#### TASK TO COMPLETE:
For the entries below, state how many lines include the string "underlying", and write nothing besides that number.

------------------------------------------------------------------------

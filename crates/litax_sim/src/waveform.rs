//! Waveform recording for testbench output.
//!
//! The [`WaveformRecorder`] trait abstracts the output format. [`VcdRecorder`]
//! writes IEEE 1364 Value Change Dump text, optionally through a gzip stream
//! (see [`open_recorder`]), for GTKWave, Surfer and similar viewers.

use std::fs::File;
use std::io::{self, BufWriter, Write};
use std::path::Path;

use flate2::write::GzEncoder;
use flate2::Compression;
use litax_common::LogicVec;
use serde::{Deserialize, Serialize};

use crate::error::SimError;
use crate::time::Timescale;
use crate::trace::SimSignalId;

/// On-disk trace format.
#[derive(Clone, Copy, Debug, Default, PartialEq, Eq, Serialize, Deserialize)]
pub enum WaveformOutputFormat {
    /// Plain VCD text.
    #[default]
    Vcd,
    /// VCD text compressed with gzip.
    VcdGz,
}

/// Sink for declared scopes, signals and their value changes.
pub trait WaveformRecorder {
    /// Declares a signal inside the currently open scope.
    fn register_signal(&mut self, id: SimSignalId, name: &str, width: u32) -> Result<(), SimError>;

    /// Opens a hierarchy level.
    fn begin_scope(&mut self, name: &str) -> Result<(), SimError>;

    /// Closes the innermost open hierarchy level.
    fn end_scope(&mut self) -> Result<(), SimError>;

    /// Records that `id` took `value` at `time` (in timescale ticks).
    fn record_change(&mut self, time: u64, id: SimSignalId, value: &LogicVec)
        -> Result<(), SimError>;

    /// Writes any trailer and completes the underlying stream.
    fn finalize(&mut self) -> Result<(), SimError>;
}

/// A byte stream that needs an explicit end, like a gzip member.
pub trait TraceWriter: Write {
    /// Completes the stream. Plain writers just flush.
    fn finish(&mut self) -> io::Result<()> {
        self.flush()
    }
}

impl TraceWriter for Vec<u8> {}

impl<W: Write> TraceWriter for BufWriter<W> {}

impl<W: Write> TraceWriter for GzEncoder<W> {
    fn finish(&mut self) -> io::Result<()> {
        self.try_finish()?;
        self.get_mut().flush()
    }
}

/// VCD recorder.
///
/// Identifier codes are printable ASCII starting at `!` (0x21). Declarations
/// are emitted as scopes and signals are registered, and `$enddefinitions`
/// is written right before the first value change. The values of the first
/// timestamp form the `$dumpvars` section, closed when time advances.
pub struct VcdRecorder<W: TraceWriter> {
    writer: W,
    timescale: Timescale,
    id_map: Vec<(SimSignalId, String, u32)>, // (signal_id, id_code, width)
    next_id: u32,
    header_written: bool,
    current_time: Option<u64>,
    in_dumpvars: bool,
    finalized: bool,
}

impl<W: TraceWriter> VcdRecorder<W> {
    /// Creates a recorder with the default `1ps` timescale.
    pub fn new(writer: W) -> Self {
        Self::with_timescale(writer, Timescale::default())
    }

    /// Creates a recorder declaring the given timescale.
    pub fn with_timescale(writer: W, timescale: Timescale) -> Self {
        Self {
            writer,
            timescale,
            id_map: Vec::new(),
            next_id: 0,
            header_written: false,
            current_time: None,
            in_dumpvars: false,
            finalized: false,
        }
    }

    /// Returns the underlying writer.
    pub fn into_inner(self) -> W {
        self.writer
    }

    fn ensure_header(&mut self) -> Result<(), SimError> {
        if self.header_written {
            return Ok(());
        }
        writeln!(self.writer, "$date")?;
        writeln!(self.writer, "  litax run")?;
        writeln!(self.writer, "$end")?;
        writeln!(self.writer, "$version")?;
        writeln!(self.writer, "  litax testbench {}", env!("CARGO_PKG_VERSION"))?;
        writeln!(self.writer, "$end")?;
        writeln!(self.writer, "$timescale")?;
        writeln!(self.writer, "  {}", self.timescale)?;
        writeln!(self.writer, "$end")?;
        self.header_written = true;
        Ok(())
    }

    fn close_dumpvars(&mut self) -> Result<(), SimError> {
        if self.in_dumpvars {
            writeln!(self.writer, "$end")?;
            self.in_dumpvars = false;
        }
        Ok(())
    }

    /// Builds the identifier code for the `index`-th registered signal.
    fn make_id_code(index: u32) -> String {
        let mut code = String::new();
        let mut idx = index;
        loop {
            code.push((b'!' + (idx % 94) as u8) as char);
            idx /= 94;
            if idx == 0 {
                break;
            }
            idx -= 1;
        }
        code
    }

    fn format_value(value: &LogicVec, width: u32) -> String {
        if width == 1 {
            value.get(0).vcd_char().to_string()
        } else {
            let mut s = String::with_capacity(width as usize + 1);
            s.push('b');
            s.extend(value.iter_msb_first().map(|bit| bit.vcd_char()));
            s
        }
    }
}

impl<W: TraceWriter> WaveformRecorder for VcdRecorder<W> {
    fn register_signal(&mut self, id: SimSignalId, name: &str, width: u32) -> Result<(), SimError> {
        let id_code = Self::make_id_code(self.next_id);
        self.next_id += 1;

        if width == 1 {
            writeln!(self.writer, "$var wire 1 {id_code} {name} $end")?;
        } else {
            writeln!(
                self.writer,
                "$var wire {width} {id_code} {name} [{}:0] $end",
                width - 1
            )?;
        }

        self.id_map.push((id, id_code, width));
        Ok(())
    }

    fn begin_scope(&mut self, name: &str) -> Result<(), SimError> {
        self.ensure_header()?;
        writeln!(self.writer, "$scope module {name} $end")?;
        Ok(())
    }

    fn end_scope(&mut self) -> Result<(), SimError> {
        writeln!(self.writer, "$upscope $end")?;
        Ok(())
    }

    fn record_change(
        &mut self,
        time: u64,
        id: SimSignalId,
        value: &LogicVec,
    ) -> Result<(), SimError> {
        self.ensure_header()?;

        if self.current_time != Some(time) {
            if self.current_time.is_none() {
                writeln!(self.writer, "$enddefinitions $end")?;
                writeln!(self.writer, "#{time}")?;
                writeln!(self.writer, "$dumpvars")?;
                self.in_dumpvars = true;
            } else {
                self.close_dumpvars()?;
                writeln!(self.writer, "#{time}")?;
            }
            self.current_time = Some(time);
        }

        let (_, id_code, width) = self
            .id_map
            .iter()
            .find(|(sid, _, _)| *sid == id)
            .ok_or_else(|| SimError::InvalidSignalRef {
                reason: format!("unregistered VCD signal {}", id.as_raw()),
            })?;
        if value.width() != *width {
            return Err(SimError::InvalidSignalRef {
                reason: format!(
                    "signal {} declared {width} bits wide but sampled {} bits",
                    id.as_raw(),
                    value.width()
                ),
            });
        }

        let val_str = Self::format_value(value, *width);
        if *width == 1 {
            writeln!(self.writer, "{val_str}{id_code}")?;
        } else {
            writeln!(self.writer, "{val_str} {id_code}")?;
        }
        Ok(())
    }

    fn finalize(&mut self) -> Result<(), SimError> {
        if self.finalized {
            return Ok(());
        }
        if self.current_time.is_none() {
            self.ensure_header()?;
            writeln!(self.writer, "$enddefinitions $end")?;
        }
        self.close_dumpvars()?;
        self.writer.finish()?;
        self.finalized = true;
        Ok(())
    }
}

/// Creates the trace file at `path` and wraps it in a recorder for `format`.
///
/// Missing parent directories are created.
pub fn open_recorder(
    path: &Path,
    format: WaveformOutputFormat,
    timescale: Timescale,
) -> Result<Box<dyn WaveformRecorder>, SimError> {
    if let Some(parent) = path.parent().filter(|p| !p.as_os_str().is_empty()) {
        std::fs::create_dir_all(parent)?;
    }
    let writer = BufWriter::new(File::create(path)?);
    Ok(match format {
        WaveformOutputFormat::Vcd => Box::new(VcdRecorder::with_timescale(writer, timescale)),
        WaveformOutputFormat::VcdGz => Box::new(VcdRecorder::with_timescale(
            GzEncoder::new(writer, Compression::default()),
            timescale,
        )),
    })
}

------------------------------------------------------------------------

#### FINISHED EXERCISE:
2